> [INPUT FOR THIS TASK]:
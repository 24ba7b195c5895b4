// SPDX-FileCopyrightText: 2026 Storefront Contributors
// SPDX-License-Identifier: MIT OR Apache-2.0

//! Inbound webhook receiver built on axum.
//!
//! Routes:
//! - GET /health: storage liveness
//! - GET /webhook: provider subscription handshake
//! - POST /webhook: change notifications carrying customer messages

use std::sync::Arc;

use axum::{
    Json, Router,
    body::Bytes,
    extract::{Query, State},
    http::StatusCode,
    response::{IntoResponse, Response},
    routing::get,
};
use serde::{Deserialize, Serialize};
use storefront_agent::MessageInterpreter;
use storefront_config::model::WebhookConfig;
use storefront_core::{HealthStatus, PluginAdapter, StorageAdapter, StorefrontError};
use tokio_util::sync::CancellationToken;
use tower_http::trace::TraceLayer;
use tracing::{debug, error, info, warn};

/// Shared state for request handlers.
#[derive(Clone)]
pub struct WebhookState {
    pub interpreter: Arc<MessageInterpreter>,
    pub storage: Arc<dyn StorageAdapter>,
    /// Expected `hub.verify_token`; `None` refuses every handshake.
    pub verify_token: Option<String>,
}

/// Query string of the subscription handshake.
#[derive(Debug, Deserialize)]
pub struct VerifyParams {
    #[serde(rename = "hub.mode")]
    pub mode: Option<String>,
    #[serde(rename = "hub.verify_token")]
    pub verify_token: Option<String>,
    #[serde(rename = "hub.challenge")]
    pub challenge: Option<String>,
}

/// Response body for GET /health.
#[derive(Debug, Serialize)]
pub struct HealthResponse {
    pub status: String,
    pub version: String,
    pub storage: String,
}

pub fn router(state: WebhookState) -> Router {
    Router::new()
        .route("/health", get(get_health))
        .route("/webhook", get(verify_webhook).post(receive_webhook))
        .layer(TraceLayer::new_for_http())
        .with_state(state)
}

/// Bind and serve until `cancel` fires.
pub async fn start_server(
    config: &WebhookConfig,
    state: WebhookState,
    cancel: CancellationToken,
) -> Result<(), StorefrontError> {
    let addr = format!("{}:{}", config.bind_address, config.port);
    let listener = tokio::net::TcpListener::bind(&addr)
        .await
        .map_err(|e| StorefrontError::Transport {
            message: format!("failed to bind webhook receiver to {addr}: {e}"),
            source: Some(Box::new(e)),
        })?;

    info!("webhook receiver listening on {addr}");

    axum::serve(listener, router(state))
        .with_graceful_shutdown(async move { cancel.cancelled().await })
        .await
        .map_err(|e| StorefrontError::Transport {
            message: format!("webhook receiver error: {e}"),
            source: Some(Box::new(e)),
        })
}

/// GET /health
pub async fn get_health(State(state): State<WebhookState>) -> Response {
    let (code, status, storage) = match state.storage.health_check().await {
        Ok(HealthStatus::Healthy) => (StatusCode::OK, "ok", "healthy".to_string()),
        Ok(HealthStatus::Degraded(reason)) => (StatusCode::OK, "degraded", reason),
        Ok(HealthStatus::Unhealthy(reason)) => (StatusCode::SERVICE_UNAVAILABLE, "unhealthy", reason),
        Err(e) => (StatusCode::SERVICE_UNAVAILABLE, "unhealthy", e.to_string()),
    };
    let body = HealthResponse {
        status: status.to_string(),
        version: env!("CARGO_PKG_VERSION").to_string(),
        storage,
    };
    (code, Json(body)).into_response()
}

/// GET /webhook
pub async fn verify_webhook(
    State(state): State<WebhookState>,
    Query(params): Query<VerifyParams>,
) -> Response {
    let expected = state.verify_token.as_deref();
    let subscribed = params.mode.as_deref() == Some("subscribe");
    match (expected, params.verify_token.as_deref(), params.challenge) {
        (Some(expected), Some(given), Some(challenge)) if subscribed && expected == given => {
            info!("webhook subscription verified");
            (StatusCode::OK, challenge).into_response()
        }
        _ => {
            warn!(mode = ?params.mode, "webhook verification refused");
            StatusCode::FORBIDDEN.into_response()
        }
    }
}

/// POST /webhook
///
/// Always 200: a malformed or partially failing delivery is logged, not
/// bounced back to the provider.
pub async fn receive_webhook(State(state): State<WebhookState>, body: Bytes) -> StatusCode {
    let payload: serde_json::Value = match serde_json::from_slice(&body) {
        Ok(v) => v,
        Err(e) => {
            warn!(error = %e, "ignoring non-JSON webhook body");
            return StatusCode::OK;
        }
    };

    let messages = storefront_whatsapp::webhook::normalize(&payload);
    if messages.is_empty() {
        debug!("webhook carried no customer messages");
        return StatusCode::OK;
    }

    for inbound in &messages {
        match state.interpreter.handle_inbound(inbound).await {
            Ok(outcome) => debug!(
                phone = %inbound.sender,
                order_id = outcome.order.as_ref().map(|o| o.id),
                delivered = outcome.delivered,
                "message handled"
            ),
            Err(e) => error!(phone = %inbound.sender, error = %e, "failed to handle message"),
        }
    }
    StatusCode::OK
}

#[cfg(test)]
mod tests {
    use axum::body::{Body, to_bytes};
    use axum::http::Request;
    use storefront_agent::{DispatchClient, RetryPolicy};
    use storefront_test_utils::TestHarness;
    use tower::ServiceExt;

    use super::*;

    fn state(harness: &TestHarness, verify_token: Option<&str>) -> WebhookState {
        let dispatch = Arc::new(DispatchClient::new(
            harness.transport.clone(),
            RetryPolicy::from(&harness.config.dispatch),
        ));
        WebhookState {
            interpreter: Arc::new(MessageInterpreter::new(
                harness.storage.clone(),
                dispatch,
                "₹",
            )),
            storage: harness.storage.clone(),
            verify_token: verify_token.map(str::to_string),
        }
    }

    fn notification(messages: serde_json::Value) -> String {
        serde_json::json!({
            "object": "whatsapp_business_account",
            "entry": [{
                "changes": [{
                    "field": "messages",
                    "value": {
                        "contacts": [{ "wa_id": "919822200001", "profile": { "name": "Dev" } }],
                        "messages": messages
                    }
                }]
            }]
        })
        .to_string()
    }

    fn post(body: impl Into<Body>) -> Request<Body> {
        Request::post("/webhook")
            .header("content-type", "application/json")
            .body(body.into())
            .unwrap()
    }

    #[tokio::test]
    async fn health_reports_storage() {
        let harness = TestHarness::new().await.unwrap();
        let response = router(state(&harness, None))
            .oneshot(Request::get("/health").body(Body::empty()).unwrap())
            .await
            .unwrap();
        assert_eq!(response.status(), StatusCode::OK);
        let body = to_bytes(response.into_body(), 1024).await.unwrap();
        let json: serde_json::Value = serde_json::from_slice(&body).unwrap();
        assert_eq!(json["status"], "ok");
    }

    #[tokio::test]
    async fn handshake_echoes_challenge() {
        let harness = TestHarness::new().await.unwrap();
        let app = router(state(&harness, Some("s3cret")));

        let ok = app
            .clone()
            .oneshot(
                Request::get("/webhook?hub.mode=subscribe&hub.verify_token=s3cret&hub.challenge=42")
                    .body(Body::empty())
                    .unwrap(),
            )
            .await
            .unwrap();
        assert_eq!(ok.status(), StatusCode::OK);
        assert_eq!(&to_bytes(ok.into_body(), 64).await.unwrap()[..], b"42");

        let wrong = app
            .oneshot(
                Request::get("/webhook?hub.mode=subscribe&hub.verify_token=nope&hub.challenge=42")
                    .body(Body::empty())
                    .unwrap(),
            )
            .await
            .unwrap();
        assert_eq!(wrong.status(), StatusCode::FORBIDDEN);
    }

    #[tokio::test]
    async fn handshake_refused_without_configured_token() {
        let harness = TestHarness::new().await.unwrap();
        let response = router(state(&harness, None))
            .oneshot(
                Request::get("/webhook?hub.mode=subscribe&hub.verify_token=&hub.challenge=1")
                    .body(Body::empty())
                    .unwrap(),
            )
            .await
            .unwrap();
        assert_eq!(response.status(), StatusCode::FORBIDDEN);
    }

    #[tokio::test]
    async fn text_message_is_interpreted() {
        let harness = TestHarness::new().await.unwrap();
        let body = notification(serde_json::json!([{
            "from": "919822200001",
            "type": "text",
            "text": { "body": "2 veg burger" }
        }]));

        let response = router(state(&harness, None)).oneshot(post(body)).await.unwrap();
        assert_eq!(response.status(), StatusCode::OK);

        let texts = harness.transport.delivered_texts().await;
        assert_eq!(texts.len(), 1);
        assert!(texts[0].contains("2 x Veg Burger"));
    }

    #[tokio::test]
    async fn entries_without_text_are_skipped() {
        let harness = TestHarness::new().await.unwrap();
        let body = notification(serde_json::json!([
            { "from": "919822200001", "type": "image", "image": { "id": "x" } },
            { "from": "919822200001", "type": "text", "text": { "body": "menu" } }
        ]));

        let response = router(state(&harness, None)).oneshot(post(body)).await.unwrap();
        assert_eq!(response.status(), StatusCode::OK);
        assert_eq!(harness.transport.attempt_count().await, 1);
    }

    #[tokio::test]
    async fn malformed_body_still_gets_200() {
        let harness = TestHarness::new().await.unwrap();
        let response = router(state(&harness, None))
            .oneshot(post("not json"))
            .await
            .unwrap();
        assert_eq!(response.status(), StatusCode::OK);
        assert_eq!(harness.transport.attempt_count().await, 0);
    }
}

> [TASK BRIEF]: Which lines above contain "Deserialize"? Show each of them.

> [ANSWER TO THIS TASK]:
use serde::{Deserialize, Serialize};
#[derive(Debug, Deserialize)]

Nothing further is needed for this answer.